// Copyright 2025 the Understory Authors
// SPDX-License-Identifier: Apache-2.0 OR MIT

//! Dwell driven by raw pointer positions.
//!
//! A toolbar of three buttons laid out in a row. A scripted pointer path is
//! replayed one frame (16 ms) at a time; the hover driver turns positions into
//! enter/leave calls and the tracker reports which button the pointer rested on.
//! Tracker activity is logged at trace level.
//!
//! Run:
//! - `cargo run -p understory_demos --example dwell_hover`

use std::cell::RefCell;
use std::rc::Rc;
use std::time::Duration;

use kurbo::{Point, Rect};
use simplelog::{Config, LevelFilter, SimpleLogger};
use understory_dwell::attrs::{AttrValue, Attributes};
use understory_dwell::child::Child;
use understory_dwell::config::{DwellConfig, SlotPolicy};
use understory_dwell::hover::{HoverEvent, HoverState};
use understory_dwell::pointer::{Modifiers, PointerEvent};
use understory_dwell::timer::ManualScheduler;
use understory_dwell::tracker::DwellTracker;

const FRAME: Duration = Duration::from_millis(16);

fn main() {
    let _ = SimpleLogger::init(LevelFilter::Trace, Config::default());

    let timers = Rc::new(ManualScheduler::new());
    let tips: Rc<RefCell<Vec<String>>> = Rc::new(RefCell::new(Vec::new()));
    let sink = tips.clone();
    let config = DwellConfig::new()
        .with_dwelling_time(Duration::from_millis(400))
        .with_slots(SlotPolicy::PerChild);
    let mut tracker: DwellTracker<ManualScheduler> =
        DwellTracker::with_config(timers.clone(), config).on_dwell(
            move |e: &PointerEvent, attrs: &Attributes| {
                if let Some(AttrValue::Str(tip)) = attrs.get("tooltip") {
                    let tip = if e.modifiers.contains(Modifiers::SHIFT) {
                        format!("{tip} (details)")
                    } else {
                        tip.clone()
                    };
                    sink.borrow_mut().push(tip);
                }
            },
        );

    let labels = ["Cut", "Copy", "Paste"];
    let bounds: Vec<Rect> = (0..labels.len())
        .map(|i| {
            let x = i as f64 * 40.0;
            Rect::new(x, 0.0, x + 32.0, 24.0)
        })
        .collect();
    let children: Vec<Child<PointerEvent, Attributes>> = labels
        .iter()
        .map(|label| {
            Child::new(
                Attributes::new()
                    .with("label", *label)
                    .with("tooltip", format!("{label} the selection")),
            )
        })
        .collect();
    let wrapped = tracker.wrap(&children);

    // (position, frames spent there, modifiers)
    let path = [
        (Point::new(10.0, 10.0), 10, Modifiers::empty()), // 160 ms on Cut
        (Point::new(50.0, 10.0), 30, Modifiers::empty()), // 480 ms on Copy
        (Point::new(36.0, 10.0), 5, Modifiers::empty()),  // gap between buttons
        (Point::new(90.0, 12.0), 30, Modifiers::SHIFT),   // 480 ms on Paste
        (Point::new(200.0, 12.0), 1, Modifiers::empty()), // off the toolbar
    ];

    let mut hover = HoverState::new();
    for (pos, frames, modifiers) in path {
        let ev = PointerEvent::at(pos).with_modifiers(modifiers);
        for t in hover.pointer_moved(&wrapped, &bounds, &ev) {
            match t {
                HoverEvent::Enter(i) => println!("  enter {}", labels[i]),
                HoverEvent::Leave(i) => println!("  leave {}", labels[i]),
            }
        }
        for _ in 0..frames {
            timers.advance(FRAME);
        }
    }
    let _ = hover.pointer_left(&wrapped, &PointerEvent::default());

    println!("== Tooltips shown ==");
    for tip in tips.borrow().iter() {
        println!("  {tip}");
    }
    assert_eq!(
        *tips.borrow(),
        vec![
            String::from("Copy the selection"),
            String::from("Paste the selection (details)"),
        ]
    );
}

+---+

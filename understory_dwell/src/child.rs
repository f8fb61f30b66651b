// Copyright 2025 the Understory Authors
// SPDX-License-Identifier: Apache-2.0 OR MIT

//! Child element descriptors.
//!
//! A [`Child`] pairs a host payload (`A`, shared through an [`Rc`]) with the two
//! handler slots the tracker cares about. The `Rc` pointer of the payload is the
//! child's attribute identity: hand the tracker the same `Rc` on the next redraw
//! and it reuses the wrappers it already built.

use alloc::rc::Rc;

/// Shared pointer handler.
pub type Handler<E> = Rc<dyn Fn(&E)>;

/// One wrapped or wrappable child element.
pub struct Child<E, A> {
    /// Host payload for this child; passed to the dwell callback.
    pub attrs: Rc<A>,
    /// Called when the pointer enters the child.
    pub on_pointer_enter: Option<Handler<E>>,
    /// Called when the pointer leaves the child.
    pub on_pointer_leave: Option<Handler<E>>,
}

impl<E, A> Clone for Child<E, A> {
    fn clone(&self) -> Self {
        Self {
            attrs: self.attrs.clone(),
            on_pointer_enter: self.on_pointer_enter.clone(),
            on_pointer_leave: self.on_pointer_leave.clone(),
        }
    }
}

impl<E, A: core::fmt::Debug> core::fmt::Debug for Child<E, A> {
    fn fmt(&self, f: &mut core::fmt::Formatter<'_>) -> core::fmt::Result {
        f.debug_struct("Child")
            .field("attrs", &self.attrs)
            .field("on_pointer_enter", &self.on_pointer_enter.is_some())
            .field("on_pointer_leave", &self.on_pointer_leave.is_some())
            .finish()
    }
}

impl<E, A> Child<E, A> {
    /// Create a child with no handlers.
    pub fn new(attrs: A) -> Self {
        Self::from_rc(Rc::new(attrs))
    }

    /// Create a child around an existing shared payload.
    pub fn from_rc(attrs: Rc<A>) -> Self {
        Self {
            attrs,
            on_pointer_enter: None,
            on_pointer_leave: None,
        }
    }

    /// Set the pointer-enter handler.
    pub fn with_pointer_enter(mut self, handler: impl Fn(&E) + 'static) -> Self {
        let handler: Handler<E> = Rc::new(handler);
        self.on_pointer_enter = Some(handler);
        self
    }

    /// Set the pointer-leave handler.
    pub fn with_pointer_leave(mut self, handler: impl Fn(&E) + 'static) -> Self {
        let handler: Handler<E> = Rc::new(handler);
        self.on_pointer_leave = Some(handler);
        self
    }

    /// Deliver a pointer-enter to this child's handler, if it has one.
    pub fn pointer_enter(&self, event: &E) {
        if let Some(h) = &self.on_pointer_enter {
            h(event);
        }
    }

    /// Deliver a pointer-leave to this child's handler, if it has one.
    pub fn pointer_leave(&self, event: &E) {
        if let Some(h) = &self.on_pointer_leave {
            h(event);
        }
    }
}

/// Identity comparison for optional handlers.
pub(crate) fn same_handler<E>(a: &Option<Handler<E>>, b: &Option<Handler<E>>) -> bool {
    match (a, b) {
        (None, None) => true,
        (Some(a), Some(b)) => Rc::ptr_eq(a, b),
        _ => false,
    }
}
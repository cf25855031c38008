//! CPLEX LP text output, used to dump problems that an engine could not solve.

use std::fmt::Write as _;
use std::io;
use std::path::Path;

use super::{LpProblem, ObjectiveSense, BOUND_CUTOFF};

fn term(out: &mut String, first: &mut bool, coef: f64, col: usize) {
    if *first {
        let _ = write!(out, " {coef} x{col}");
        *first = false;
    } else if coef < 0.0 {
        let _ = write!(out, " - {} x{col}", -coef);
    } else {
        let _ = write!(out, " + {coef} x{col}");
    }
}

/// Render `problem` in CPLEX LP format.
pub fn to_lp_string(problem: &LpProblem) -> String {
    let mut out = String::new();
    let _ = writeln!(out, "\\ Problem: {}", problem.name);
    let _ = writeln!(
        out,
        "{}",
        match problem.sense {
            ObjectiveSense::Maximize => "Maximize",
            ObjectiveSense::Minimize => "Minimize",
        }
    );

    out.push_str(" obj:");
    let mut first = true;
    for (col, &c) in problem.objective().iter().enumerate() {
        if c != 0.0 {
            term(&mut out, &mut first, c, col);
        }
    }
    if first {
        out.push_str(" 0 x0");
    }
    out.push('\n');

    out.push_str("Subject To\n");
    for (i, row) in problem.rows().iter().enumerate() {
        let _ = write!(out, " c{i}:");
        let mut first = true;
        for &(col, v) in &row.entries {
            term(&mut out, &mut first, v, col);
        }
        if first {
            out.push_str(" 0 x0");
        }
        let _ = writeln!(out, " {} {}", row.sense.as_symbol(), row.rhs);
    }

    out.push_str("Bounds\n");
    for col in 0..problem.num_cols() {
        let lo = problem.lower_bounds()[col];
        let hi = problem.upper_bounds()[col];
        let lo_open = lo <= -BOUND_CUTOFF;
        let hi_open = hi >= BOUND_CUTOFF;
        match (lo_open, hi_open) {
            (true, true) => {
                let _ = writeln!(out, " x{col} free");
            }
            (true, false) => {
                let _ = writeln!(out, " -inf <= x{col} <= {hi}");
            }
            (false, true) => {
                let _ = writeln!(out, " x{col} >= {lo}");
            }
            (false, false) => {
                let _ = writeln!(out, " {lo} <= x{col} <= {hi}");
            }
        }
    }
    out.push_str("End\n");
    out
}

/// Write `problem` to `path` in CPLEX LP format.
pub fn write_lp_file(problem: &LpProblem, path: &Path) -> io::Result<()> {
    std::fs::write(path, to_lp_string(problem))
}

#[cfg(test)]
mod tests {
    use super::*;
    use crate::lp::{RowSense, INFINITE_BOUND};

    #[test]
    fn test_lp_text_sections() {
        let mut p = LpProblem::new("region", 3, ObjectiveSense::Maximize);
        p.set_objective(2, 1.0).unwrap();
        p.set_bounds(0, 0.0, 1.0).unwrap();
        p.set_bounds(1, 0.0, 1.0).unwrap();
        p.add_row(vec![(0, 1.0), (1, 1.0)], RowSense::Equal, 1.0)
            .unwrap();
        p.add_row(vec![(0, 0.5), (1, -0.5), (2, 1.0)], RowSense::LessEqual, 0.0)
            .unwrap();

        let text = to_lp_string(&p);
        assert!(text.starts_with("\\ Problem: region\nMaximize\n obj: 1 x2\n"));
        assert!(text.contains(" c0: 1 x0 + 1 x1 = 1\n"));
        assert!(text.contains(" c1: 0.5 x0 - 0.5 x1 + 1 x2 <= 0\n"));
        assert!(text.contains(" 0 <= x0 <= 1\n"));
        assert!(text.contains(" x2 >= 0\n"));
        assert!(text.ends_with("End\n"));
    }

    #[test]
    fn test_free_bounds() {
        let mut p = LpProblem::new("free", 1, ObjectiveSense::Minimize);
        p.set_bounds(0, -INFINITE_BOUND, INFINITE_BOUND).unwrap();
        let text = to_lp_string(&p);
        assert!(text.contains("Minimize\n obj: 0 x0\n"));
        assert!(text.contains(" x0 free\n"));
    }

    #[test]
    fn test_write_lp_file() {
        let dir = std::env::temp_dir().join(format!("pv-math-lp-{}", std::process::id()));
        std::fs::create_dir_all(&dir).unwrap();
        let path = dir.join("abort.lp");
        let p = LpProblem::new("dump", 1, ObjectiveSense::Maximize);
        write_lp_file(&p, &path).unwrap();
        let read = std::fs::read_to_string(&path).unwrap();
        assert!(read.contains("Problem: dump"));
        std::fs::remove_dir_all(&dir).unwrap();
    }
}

+---+

## What the task requires:
The required output is every line above that contains the string "Attributes".

## Solution to the problem:
use understory_dwell::attrs::{AttrValue, Attributes};
            move |e: &PointerEvent, attrs: &Attributes| {
    let children: Vec<Child<PointerEvent, Attributes>> = labels
                Attributes::new()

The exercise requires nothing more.